Stored dataset items:
____________________
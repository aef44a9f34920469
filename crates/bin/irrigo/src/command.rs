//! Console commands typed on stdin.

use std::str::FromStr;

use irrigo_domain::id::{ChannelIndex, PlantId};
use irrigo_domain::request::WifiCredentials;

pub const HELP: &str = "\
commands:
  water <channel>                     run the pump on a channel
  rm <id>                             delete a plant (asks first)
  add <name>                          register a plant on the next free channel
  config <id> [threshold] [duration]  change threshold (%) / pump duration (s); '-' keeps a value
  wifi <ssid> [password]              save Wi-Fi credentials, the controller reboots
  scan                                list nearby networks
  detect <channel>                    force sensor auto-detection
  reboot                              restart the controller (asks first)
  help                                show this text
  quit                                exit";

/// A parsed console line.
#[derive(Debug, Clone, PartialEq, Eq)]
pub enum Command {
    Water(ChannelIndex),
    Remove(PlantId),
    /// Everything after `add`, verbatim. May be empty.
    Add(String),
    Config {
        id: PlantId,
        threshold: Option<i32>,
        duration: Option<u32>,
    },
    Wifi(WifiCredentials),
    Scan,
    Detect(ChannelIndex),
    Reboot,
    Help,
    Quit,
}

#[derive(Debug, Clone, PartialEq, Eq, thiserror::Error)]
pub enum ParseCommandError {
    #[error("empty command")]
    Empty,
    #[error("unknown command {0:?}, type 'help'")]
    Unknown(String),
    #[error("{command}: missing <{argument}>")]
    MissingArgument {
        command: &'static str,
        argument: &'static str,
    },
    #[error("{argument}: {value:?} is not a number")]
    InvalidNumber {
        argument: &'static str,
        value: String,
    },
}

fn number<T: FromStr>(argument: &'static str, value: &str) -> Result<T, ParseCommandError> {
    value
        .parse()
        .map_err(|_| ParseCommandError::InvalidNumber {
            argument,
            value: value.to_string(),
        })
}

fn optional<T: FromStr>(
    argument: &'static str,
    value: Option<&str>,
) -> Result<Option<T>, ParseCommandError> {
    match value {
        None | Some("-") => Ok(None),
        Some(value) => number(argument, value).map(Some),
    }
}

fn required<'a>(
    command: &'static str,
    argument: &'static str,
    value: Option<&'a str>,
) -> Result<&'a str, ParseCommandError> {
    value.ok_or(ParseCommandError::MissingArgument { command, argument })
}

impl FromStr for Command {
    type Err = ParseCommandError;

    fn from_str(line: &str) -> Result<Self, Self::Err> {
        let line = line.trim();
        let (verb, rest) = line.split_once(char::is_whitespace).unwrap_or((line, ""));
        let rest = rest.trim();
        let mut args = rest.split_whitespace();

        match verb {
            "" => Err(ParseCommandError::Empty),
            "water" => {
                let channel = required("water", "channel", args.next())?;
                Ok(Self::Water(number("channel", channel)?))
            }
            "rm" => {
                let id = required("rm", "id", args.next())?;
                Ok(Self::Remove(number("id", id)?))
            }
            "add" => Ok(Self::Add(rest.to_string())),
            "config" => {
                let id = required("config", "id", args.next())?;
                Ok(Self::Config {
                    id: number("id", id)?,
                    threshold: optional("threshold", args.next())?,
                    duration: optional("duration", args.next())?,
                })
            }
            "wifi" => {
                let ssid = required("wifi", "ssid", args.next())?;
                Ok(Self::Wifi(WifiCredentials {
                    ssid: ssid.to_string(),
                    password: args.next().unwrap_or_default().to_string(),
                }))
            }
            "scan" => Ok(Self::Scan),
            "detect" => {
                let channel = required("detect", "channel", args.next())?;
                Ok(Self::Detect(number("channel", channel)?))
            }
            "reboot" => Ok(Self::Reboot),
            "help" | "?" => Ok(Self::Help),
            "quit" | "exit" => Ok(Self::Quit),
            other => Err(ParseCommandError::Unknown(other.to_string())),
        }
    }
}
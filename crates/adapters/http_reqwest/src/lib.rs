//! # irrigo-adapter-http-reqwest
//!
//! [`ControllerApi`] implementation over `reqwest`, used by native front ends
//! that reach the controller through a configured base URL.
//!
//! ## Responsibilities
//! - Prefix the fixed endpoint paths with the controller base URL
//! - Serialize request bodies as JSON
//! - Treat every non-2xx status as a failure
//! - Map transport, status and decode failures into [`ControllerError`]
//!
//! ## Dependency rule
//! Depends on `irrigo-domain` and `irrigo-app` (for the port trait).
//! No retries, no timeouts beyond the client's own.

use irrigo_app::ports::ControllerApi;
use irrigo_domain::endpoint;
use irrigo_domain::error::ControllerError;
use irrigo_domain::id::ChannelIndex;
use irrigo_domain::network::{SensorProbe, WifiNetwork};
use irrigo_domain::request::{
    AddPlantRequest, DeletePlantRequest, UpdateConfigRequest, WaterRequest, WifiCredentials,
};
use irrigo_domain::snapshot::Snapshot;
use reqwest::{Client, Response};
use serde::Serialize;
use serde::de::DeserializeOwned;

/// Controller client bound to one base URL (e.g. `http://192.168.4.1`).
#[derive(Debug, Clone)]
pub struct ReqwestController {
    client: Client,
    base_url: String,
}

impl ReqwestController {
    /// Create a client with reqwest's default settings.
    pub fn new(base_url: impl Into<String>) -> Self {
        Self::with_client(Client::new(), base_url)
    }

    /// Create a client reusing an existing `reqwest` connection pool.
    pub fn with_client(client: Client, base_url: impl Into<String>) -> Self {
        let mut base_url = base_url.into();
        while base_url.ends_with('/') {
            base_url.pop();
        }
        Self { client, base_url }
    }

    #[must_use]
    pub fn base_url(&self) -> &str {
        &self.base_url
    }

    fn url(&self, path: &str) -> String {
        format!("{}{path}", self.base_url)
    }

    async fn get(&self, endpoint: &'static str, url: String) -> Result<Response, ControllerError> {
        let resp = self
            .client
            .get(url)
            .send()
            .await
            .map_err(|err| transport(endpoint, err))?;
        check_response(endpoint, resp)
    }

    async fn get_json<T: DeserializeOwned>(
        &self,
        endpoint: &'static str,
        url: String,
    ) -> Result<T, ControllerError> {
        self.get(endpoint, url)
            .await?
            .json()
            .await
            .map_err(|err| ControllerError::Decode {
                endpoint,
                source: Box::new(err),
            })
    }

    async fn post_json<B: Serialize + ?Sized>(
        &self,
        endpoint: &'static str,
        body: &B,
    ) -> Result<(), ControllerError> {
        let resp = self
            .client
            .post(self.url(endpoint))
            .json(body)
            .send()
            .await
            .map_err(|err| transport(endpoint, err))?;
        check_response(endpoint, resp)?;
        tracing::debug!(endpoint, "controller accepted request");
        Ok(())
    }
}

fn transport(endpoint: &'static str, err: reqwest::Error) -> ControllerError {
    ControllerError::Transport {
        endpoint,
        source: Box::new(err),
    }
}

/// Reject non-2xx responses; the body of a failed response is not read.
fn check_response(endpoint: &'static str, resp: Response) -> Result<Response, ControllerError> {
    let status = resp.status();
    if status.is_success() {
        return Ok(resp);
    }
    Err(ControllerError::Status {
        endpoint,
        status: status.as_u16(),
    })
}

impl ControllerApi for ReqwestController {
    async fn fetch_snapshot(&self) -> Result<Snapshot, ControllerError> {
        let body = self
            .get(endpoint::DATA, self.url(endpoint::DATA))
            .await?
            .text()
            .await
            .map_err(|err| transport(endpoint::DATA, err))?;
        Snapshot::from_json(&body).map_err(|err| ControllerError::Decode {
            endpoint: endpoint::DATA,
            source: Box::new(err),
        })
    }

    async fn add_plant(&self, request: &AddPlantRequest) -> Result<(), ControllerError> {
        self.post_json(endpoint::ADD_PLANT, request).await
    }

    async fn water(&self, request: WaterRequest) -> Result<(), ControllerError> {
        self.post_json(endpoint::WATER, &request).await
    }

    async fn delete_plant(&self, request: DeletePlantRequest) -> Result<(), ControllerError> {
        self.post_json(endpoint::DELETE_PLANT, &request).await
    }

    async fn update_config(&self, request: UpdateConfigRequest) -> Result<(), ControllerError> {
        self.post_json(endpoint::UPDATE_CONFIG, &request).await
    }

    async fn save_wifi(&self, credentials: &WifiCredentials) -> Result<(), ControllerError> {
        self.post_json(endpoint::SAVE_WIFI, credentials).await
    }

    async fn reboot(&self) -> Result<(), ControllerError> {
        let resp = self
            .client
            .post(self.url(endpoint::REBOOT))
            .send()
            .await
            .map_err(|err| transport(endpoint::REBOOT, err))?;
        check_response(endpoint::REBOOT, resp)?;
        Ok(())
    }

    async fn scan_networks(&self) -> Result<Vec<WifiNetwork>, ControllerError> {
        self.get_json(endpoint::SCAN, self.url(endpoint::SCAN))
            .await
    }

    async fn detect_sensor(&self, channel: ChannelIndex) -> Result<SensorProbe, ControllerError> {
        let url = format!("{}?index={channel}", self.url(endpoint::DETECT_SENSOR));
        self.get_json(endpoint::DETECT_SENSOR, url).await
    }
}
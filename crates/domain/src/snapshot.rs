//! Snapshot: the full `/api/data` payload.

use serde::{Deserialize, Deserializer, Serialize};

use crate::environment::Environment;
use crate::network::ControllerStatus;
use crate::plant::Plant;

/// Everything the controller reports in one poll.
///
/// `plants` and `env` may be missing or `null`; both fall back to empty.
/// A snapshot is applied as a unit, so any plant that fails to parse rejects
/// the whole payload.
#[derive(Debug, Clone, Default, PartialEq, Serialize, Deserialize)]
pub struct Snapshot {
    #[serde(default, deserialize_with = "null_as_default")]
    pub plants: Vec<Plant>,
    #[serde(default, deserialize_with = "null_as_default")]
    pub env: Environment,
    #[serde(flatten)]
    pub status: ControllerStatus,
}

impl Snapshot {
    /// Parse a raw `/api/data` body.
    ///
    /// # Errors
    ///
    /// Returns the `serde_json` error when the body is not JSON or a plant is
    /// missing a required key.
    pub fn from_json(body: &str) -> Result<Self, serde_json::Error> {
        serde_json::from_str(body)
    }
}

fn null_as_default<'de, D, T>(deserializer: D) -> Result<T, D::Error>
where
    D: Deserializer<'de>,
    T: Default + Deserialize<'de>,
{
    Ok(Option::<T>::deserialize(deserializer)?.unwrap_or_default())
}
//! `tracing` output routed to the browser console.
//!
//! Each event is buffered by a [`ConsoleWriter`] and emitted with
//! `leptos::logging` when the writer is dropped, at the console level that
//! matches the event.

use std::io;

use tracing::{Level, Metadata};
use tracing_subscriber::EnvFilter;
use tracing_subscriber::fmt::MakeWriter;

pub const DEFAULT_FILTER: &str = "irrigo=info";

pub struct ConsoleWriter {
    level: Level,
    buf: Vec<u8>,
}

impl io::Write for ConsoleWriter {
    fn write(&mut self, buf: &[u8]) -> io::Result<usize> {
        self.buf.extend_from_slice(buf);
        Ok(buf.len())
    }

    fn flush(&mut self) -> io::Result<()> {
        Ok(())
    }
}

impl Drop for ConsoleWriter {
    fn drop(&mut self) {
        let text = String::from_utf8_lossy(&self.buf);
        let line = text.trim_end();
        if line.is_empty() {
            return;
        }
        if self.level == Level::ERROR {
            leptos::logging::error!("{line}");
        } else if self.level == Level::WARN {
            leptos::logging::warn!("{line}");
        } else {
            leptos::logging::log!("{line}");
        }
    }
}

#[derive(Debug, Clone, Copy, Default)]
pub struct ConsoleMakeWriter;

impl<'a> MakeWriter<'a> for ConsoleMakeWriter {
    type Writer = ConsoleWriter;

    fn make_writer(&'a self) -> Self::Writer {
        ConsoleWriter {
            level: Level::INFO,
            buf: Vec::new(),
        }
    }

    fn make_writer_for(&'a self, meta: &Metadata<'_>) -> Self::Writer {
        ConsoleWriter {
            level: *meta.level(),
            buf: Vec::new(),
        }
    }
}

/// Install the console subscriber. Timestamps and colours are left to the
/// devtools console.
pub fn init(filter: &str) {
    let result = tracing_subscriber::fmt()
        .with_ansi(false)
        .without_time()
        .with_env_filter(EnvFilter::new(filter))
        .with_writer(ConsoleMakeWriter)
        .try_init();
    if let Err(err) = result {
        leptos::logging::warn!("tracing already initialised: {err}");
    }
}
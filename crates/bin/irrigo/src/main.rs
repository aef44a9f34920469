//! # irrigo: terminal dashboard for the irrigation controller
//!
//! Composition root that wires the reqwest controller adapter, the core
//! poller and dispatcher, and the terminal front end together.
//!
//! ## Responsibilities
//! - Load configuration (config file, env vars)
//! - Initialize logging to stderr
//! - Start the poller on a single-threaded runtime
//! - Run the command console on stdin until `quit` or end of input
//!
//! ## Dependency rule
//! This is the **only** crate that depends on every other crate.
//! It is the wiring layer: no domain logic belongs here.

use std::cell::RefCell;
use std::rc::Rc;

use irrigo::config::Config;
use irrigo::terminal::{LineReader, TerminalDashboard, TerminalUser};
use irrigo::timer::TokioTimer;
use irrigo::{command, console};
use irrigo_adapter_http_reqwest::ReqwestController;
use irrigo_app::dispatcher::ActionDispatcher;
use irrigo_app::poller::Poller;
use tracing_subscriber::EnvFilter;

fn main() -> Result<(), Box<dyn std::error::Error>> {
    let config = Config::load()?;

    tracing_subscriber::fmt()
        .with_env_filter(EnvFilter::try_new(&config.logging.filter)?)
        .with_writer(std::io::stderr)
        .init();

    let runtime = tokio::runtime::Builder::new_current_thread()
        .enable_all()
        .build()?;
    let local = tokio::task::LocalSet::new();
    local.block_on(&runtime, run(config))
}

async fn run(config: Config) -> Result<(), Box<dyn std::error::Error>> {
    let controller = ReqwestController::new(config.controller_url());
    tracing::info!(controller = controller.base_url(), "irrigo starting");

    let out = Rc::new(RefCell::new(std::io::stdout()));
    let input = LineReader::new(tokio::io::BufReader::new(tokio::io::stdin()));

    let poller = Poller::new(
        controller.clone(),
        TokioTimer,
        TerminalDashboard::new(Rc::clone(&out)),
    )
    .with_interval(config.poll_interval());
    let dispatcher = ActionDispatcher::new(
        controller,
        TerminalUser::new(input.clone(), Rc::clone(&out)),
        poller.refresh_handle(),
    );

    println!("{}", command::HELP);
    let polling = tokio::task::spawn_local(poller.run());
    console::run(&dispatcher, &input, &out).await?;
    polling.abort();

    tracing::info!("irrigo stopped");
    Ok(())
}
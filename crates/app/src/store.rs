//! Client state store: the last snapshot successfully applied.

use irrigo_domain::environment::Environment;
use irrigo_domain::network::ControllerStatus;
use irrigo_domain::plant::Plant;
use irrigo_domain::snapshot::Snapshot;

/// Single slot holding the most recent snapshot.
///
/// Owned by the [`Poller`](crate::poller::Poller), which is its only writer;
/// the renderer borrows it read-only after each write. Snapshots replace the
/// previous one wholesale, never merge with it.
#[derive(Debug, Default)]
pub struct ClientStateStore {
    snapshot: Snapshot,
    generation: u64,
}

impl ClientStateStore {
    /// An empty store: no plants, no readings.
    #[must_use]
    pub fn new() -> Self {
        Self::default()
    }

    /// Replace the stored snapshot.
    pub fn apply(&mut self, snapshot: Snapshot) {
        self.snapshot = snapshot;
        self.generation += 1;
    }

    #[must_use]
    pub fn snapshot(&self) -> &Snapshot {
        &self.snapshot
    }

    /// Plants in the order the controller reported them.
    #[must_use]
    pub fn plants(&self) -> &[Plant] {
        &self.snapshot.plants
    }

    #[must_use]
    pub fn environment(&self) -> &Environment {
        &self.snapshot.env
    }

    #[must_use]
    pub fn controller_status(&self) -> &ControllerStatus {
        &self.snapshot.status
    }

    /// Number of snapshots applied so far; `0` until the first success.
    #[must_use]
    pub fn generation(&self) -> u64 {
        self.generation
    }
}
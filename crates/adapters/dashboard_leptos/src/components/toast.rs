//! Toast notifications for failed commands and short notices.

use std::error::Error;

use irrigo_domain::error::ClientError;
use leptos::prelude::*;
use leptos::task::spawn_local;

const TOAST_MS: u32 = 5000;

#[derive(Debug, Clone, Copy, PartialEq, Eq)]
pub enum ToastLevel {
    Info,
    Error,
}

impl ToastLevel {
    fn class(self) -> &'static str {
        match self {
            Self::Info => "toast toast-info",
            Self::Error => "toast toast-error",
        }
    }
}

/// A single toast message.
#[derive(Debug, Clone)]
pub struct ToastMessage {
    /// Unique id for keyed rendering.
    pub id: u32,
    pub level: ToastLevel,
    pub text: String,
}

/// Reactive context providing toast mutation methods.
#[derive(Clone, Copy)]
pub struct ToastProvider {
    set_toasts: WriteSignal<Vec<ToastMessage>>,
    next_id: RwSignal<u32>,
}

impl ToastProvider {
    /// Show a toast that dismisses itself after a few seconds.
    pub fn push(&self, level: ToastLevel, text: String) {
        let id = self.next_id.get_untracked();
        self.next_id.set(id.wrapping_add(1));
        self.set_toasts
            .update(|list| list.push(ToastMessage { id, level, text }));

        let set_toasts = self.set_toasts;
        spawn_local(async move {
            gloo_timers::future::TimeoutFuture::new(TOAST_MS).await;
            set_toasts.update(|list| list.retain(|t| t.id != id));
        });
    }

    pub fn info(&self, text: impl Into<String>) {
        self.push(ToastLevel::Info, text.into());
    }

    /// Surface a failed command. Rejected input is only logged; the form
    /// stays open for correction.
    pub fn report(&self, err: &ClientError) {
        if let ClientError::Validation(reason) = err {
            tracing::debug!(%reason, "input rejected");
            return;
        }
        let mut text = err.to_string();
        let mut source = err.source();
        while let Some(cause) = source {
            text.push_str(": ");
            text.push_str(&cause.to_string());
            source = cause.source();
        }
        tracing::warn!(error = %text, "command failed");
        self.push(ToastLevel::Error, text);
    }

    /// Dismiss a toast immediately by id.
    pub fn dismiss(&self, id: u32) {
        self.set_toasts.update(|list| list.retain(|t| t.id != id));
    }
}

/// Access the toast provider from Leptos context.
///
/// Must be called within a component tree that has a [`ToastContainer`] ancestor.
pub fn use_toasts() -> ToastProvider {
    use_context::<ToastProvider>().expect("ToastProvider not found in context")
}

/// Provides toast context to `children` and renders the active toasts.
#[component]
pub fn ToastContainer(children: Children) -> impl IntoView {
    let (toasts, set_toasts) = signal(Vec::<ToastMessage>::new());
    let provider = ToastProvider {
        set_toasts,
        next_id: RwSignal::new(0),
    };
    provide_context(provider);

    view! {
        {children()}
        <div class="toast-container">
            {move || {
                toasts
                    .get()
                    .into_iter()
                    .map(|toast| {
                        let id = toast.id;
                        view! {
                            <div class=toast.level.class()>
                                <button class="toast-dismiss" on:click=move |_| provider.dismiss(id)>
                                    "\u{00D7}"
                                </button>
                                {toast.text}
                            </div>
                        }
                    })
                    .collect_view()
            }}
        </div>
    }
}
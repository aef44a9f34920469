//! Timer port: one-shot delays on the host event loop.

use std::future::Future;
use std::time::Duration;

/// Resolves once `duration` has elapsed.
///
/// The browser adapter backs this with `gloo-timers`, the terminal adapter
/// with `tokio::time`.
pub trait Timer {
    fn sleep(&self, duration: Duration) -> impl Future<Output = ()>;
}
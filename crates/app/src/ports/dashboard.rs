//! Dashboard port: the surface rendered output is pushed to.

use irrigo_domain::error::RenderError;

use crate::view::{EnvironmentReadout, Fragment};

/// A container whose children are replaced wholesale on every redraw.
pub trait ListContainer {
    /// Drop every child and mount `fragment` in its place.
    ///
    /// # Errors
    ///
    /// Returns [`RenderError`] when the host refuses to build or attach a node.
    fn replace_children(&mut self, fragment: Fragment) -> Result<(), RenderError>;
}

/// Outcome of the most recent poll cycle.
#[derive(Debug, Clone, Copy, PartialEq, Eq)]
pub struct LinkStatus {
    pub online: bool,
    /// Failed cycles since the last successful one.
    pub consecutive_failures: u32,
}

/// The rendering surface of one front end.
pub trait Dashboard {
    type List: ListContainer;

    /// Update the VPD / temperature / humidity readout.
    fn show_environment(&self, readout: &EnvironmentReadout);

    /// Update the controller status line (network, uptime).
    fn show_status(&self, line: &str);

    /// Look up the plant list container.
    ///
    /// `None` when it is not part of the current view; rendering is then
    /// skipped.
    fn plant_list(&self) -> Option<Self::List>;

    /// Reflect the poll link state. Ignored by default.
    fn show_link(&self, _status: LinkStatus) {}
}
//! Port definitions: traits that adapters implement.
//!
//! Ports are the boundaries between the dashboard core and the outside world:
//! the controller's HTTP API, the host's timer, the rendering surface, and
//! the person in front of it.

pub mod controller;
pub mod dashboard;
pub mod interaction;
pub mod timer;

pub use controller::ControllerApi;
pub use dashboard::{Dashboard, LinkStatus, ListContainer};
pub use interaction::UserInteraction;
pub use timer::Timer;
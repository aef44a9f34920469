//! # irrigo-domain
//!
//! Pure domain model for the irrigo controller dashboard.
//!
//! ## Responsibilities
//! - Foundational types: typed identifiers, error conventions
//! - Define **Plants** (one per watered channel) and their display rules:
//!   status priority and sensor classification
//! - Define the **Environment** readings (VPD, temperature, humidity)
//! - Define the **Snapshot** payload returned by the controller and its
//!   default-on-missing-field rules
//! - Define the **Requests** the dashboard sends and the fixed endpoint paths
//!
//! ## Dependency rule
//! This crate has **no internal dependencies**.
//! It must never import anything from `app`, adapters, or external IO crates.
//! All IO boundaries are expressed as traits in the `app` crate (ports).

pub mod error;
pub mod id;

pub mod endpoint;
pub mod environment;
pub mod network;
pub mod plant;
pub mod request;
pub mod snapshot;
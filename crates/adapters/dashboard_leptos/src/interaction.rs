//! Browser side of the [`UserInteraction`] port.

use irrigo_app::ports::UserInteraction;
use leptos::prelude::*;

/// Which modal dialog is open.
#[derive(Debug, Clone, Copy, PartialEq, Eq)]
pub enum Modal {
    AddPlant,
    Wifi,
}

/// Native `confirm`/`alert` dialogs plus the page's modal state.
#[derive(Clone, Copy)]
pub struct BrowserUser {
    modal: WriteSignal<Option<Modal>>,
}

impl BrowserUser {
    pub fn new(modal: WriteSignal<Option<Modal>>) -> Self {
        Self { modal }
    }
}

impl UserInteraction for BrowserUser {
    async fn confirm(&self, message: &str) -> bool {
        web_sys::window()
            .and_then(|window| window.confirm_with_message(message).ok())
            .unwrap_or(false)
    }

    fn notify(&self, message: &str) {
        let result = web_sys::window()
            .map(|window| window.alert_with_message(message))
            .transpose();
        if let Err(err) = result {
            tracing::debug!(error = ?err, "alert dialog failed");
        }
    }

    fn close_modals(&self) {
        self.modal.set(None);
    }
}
____________________
YOUR GOAL:
A single number is the answer: the count of lines above that include the string "last".

EXPECTED OUTPUT:
2